- The Trickster (James Jesse) makes his debut in The Flash (vol. 1) #113 (June–July 1960), evading the Flash.

Publication information
- Publisher: DC Comics
- First appearance: (Jesse) The Flash #113 (June–July 1960) (Walker) The Flash (vol. 2) #183 (April 2002) (Kaiyo) Batman/Superman #2 (September 2013)
- Created by: (Jesse) John Broome Carmine Infantino (Walker) Geoff Johns Scott Kolins (Kaiyo) Greg Pak Jae Lee

In-story information
- Alter ego: Giovanni Giuseppe Axel Walker Kaiyo
- Species: Human
- Team affiliations: (Both) Rogues (Jesse) Secret Society of Super Villains Black Lantern Corps Justice League of Anarchy
- Notable aliases: James Montgomery Jesse
- Abilities: (Jesse) Skilled acrobat and con artist Above-average intelligence (Both) Utilize gadgets that give a variety of abilities, like walking on air

= Trickster (DC Comics) =

Fictional characters, DC Comics supervillains of the Flash

The Trickster is a moniker used by three supervillains who appeared in American comic books published by DC Comics, two of whom are enemies of the Flash. Both have been members of the Rogues.

Both the James Jesse and Axel Walker incarnations of the character have been substantially adapted into television productions of DC Comics work. Actor Mark Hamill is most closely associated with the role, having played Jesse in two live-action television series and voiced the character in several animated and video game appearances. Devon Graye portrayed Walker in The Flash television series.

==Creation and publication history==
James Jesse first appeared in The Flash #113 (June-July 1960) and was created by John Broome and Carmine Infantino. Infantino originally designed the character for the issue's cover, which became the basis of its plot and the character's history.

Axel Walker debuted in The Flash (vol. 2) #183 (April 2002) and was created by Geoff Johns and Scott Kolins.

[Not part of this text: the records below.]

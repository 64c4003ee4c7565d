use crate::protocol::{parse_section, INFO_KEY, STATE_KEY};
use crate::session::SessionState;
use crate::subscription::{EventBus, SessionEvent};
use crate::types::{Info, State};
use std::sync::Arc;

/// Turns inbound frames into snapshot replacements and change events
pub struct MessageDispatcher {
    session: Arc<SessionState>,
    events: Arc<EventBus>,
}

impl MessageDispatcher {
    pub fn new(session: Arc<SessionState>, events: Arc<EventBus>) -> Self {
        Self { session, events }
    }

    /// Handle one inbound text frame
    ///
    /// `info` and `state` are handled independently: the device often sends
    /// only one of them, and a malformed section never blocks the other.
    /// Frames that are not JSON are dropped silently.
    pub fn dispatch(&self, text: &str) {
        tracing::debug!("Received: {}", text);

        let frame: serde_json::Value = match serde_json::from_str(text) {
            Ok(frame) => frame,
            Err(e) => {
                tracing::debug!("Dropping unparseable frame: {}", e);
                return;
            }
        };

        match parse_section::<Info>(&frame, INFO_KEY) {
            Some(Ok(info)) => self.publish_info(Some(Arc::new(info))),
            Some(Err(e)) => tracing::debug!("Ignoring malformed info section: {}", e),
            None => {}
        }

        match parse_section::<State>(&frame, STATE_KEY) {
            Some(Ok(state)) => self.publish_state(Some(Arc::new(state))),
            Some(Err(e)) => tracing::debug!("Ignoring malformed state section: {}", e),
            None => {}
        }
    }

    /// Drop both snapshots, notifying subscribers
    pub fn clear(&self) {
        self.publish_info(None);
        self.publish_state(None);
    }

    fn publish_info(&self, current: Option<Arc<Info>>) {
        let previous = self.session.replace_info(current.clone());
        self.events.publish(SessionEvent::InfoChanged { previous, current });
    }

    fn publish_state(&self, current: Option<Arc<State>>) {
        let previous = self.session.replace_state(current.clone());
        self.events.publish(SessionEvent::StateChanged { previous, current });
    }
}

#[cfg(test)]
mod tests {
    use super::*;
    use serde_json::json;
    use std::sync::Mutex;

    fn setup() -> (MessageDispatcher, Arc<SessionState>, Arc<Mutex<Vec<SessionEvent>>>) {
        let session = Arc::new(SessionState::new());
        let events = Arc::new(EventBus::new(16));
        let seen = Arc::new(Mutex::new(Vec::new()));

        let log = seen.clone();
        events.subscribe(move |event| log.lock().unwrap().push(event.clone()));

        (MessageDispatcher::new(session.clone(), events), session, seen)
    }

    #[test]
    fn state_only_frame_keeps_info() {
        let (dispatcher, session, seen) = setup();

        dispatcher.dispatch(&json!({ "info": { "leds": { "count": 30 } } }).to_string());
        let info_before = session.info().unwrap();

        dispatcher.dispatch(&json!({ "state": { "on": true, "bri": 10 } }).to_string());

        assert!(Arc::ptr_eq(&info_before, &session.info().unwrap()));
        assert_eq!(session.state().unwrap().brightness, 10);

        let seen = seen.lock().unwrap();
        assert_eq!(seen.len(), 2);
        assert!(matches!(seen[1], SessionEvent::StateChanged { previous: None, current: Some(_) }));
    }

    #[test]
    fn frame_without_sections_publishes_nothing() {
        let (dispatcher, session, seen) = setup();

        dispatcher.dispatch(&json!({ "success": true }).to_string());
        dispatcher.dispatch("not json at all");

        assert!(seen.lock().unwrap().is_empty());
        assert!(session.info().is_none());
        assert!(session.state().is_none());
    }

    #[test]
    fn malformed_section_does_not_block_the_other() {
        let (dispatcher, session, seen) = setup();

        dispatcher.dispatch(&json!({ "info": "garbage", "state": { "mainseg": 1 } }).to_string());

        assert!(session.info().is_none());
        assert_eq!(session.state().unwrap().main_segment_id, 1);
        assert_eq!(seen.lock().unwrap().len(), 1);
    }

    #[test]
    fn snapshots_are_replaced_not_merged() {
        let (dispatcher, session, seen) = setup();

        dispatcher.dispatch(&json!({ "state": { "on": true, "bri": 200 } }).to_string());
        dispatcher.dispatch(&json!({ "state": { "bri": 50 } }).to_string());

        let state = session.state().unwrap();
        assert_eq!(state.brightness, 50);
        assert!(!state.on);

        let seen = seen.lock().unwrap();
        match &seen[1] {
            SessionEvent::StateChanged { previous: Some(prev), current: Some(cur) } => {
                assert_eq!(prev.brightness, 200);
                assert_eq!(cur.brightness, 50);
            }
            other => panic!("unexpected event: {:?}", other),
        };
    }

    #[test]
    fn clear_publishes_empty_snapshots() {
        let (dispatcher, session, seen) = setup();

        dispatcher.dispatch(&json!({ "info": {}, "state": {} }).to_string());
        dispatcher.clear();

        assert!(!session.is_ready());
        let seen = seen.lock().unwrap();
        assert_eq!(seen.len(), 4);
        assert!(matches!(seen[2], SessionEvent::InfoChanged { previous: Some(_), current: None }));
        assert!(matches!(seen[3], SessionEvent::StateChanged { previous: Some(_), current: None }));
    }
}
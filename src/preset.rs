use serde_json::{json, Map, Value};

const PRESET_MIN: i64 = 1;
const PRESET_MAX: i64 = 250;

/// Builds a `psave` command storing the current state as a preset
///
/// ```
/// use wled_session::PresetBuilder;
///
/// let mut preset = PresetBuilder::new(3, Some("Evening"));
/// preset.include_brightness(true).quick_load_label(Some("E"));
/// let cmd = preset.build();
/// assert_eq!(cmd["psave"], 3);
/// assert_eq!(cmd["ql"], "E");
/// ```
#[derive(Debug, Clone, PartialEq)]
pub struct PresetBuilder {
    preset: Map<String, Value>,
}

impl PresetBuilder {
    /// `preset_id` is clamped to 1..=250; a blank name is omitted
    pub fn new(preset_id: i64, name: Option<&str>) -> Self {
        let mut preset = Map::new();
        preset.insert("psave".to_string(), json!(preset_id.clamp(PRESET_MIN, PRESET_MAX)));
        if let Some(name) = name.filter(|n| !n.trim().is_empty()) {
            preset.insert("n".to_string(), json!(name));
        }
        Self { preset }
    }

    /// Like [`new`](Self::new), additionally saving an API command with the preset
    ///
    /// Object fields merge recursively; any other value replaces what was there.
    pub fn with_command(preset_id: i64, name: Option<&str>, command: &Value) -> Self {
        let mut builder = Self::new(preset_id, name);
        if let Value::Object(fields) = command {
            merge_into(&mut builder.preset, fields);
        }
        builder
    }

    pub fn include_brightness(&mut self, include: bool) -> &mut Self {
        self.preset.insert("ib".to_string(), json!(include));
        self
    }

    pub fn include_segments(&mut self, include: bool) -> &mut Self {
        self.preset.insert("sb".to_string(), json!(include));
        self
    }

    /// Save only the selected segments
    pub fn checked_segments_only(&mut self, only: bool) -> &mut Self {
        self.preset.insert("sc".to_string(), json!(only));
        self
    }

    pub fn quick_load_label(&mut self, label: Option<&str>) -> &mut Self {
        self.preset.insert("ql".to_string(), json!(label));
        self
    }

    pub fn build(&self) -> Value {
        Value::Object(self.preset.clone())
    }
}

fn merge_into(target: &mut Map<String, Value>, source: &Map<String, Value>) {
    for (key, value) in source {
        match (target.get_mut(key), value) {
            (Some(Value::Object(existing)), Value::Object(incoming)) => merge_into(existing, incoming),
            _ => {
                target.insert(key.clone(), value.clone());
            }
        }
    }
}

#[cfg(test)]
mod tests {
    use super::*;

    #[test]
    fn id_is_clamped_and_blank_name_skipped() {
        assert_eq!(PresetBuilder::new(0, Some(" ")).build(), json!({ "psave": 1 }));
        assert_eq!(
            PresetBuilder::new(400, Some("Night")).build(),
            json!({ "psave": 250, "n": "Night" })
        );
    }

    #[test]
    fn flags_are_set() {
        let mut preset = PresetBuilder::new(5, None);
        preset
            .include_brightness(true)
            .include_segments(false)
            .checked_segments_only(true)
            .quick_load_label(None);

        assert_eq!(
            preset.build(),
            json!({ "psave": 5, "ib": true, "sb": false, "sc": true, "ql": null })
        );
    }

    #[test]
    fn custom_command_is_merged() {
        let preset = PresetBuilder::with_command(
            2,
            Some("Party"),
            &json!({ "on": true, "n": "Override", "nl": { "dur": 10 } }),
        );

        assert_eq!(
            preset.build(),
            json!({ "psave": 2, "n": "Override", "on": true, "nl": { "dur": 10 } })
        );
    }
}
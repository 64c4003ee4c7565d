use crate::error::{Result, WledError};
use crate::types::{Info, State};
use async_trait::async_trait;
use serde::Serialize;
use serde_json::Value;
use std::sync::{Arc, PoisonError, RwLock};

/// Latest info and state snapshots received from the device
///
/// Snapshots are immutable once published; replacing one swaps the `Arc`,
/// so readers holding an older snapshot are never affected.
#[derive(Default)]
pub struct SessionState {
    info: RwLock<Option<Arc<Info>>>,
    state: RwLock<Option<Arc<State>>>,
}

impl SessionState {
    pub fn new() -> Self {
        Self::default()
    }

    pub fn info(&self) -> Option<Arc<Info>> {
        self.info.read().unwrap_or_else(PoisonError::into_inner).clone()
    }

    pub fn state(&self) -> Option<Arc<State>> {
        self.state.read().unwrap_or_else(PoisonError::into_inner).clone()
    }

    /// Both snapshots have been received
    pub fn is_ready(&self) -> bool {
        self.info().is_some() && self.state().is_some()
    }

    /// Swap in a new info snapshot, returning the previous one
    pub(crate) fn replace_info(&self, info: Option<Arc<Info>>) -> Option<Arc<Info>> {
        let mut slot = self.info.write().unwrap_or_else(PoisonError::into_inner);
        std::mem::replace(&mut *slot, info)
    }

    /// Swap in a new state snapshot, returning the previous one
    pub(crate) fn replace_state(&self, state: Option<Arc<State>>) -> Option<Arc<State>> {
        let mut slot = self.state.write().unwrap_or_else(PoisonError::into_inner);
        std::mem::replace(&mut *slot, state)
    }
}

/// A live view of one device: its snapshots plus a way to send commands
///
/// Builders and command helpers only depend on this trait.
#[async_trait]
pub trait DeviceSession: Send + Sync {
    /// Current info snapshot, `None` before it is received or after disconnect
    fn info(&self) -> Option<Arc<Info>>;

    /// Current state snapshot, `None` before it is received or after disconnect
    fn state(&self) -> Option<Arc<State>>;

    /// Send one command. Fire and forget.
    async fn send_value(&self, message: Value) -> Result<()>;

    fn info_or_err(&self) -> Result<Arc<Info>> {
        self.info().ok_or(WledError::InfoUnavailable)
    }

    fn state_or_err(&self) -> Result<Arc<State>> {
        self.state().ok_or(WledError::StateUnavailable)
    }
}

/// Serialize and send any command value
pub async fn send_json<T>(session: &dyn DeviceSession, message: &T) -> Result<()>
where
    T: Serialize + ?Sized,
{
    session.send_value(serde_json::to_value(message)?).await
}

#[cfg(test)]
pub(crate) mod fake {
    use super::*;
    use std::sync::Mutex;

    /// In-memory session that records every command
    #[derive(Default)]
    pub struct FakeSession {
        pub info: Option<Arc<Info>>,
        pub state: Option<Arc<State>>,
        pub sent: Mutex<Vec<Value>>,
    }

    impl FakeSession {
        pub fn with_info(mut self, info: Info) -> Self {
            self.info = Some(Arc::new(info));
            self
        }

        pub fn with_state(mut self, state: State) -> Self {
            self.state = Some(Arc::new(state));
            self
        }

        pub fn sent(&self) -> Vec<Value> {
            self.sent.lock().unwrap().clone()
        }
    }

    #[async_trait]
    impl DeviceSession for FakeSession {
        fn info(&self) -> Option<Arc<Info>> {
            self.info.clone()
        }

        fn state(&self) -> Option<Arc<State>> {
            self.state.clone()
        }

        async fn send_value(&self, message: Value) -> Result<()> {
            self.sent.lock().unwrap().push(message);
            Ok(())
        }
    }

    /// Info with the given capacities
    pub fn info(led_count: u32, max_segments: u32, effects: u32, palettes: u32) -> Info {
        let mut info = Info::default();
        info.led_info.count = led_count;
        info.led_info.max_segments = max_segments;
        info.effect_count = effects;
        info.palette_count = palettes;
        info
    }

    /// State whose segments carry the given ids
    pub fn state_with_segments(ids: &[u32], main_segment_id: u32) -> State {
        let mut state = State::default();
        state.main_segment_id = main_segment_id;
        state.segments = ids
            .iter()
            .map(|&id| crate::types::Segment {
                id,
                ..Default::default()
            })
            .collect();
        state
    }
}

==Fictional character biography==
===James Jesse===
The original Trickster (real name Giovanni Giuseppe) is the practical joker and con man whose favorite occupation is damaging enemies like the Flash with items such as explosive teddy bears.

Giuseppe, also known as James Jesse, is a circus acrobat who decided to become a criminal like his "reverse namesake" Jesse James. He created shoes that allowed him to walk on air to first help him in the trapeze shows his family was in, as every member of his family was a trapeze expert and his father wanted him to be one also, and other dangerous gag gadgets for his crimes. After Barry Allen's death, the Trickster relocates to Hollywood, where he spends some time working in special effects.

In the miniseries Underworld Unleashed, Neron tries to create Hell on Earth. When Jesse tricked his way into Neron's domain, it was only to find himself an expected visitor. Neron made vague promises to Jesse, and seemed to keep Jesse in his confidences. Trickster manages to trick Neron and defeat him with Captain Marvel's help. Upon finding himself back on Earth, Trickster laments that he had engineered "the greatest sting of all time" and no one had witnessed it. Trickster begins using his con artist skills for good, collecting the weapons of incarcerated supervillains because such things were too dangerous to be left lying around and could fall into the wrong hands.

In the series Countdown to Final Crisis, Trickster and Pied Piper go on the run after the other Rogues murder Bart Allen. After attending Bart's funeral in secret, Piper and the Trickster are captured by Deadshot and Multiplex and handcuffed together with cuffs that will explode if they are tampered with, separated by a five-foot chain. They manage to escape from their captors, but remain shackled together. The two are eventually tracked down by Deadshot, who kills Trickster. Pied Piper survives and escapes on the train. Unable to destroy the cuffs, Piper chops off Trickster's left hand after carrying his corpse as far as he can. Pied Piper is later transported to Apokolips, where he is freed from Trickster's hand and destroys Apokolips in retaliation for Trickster's death. He escapes the destruction of Apokolips via a Boom Tube.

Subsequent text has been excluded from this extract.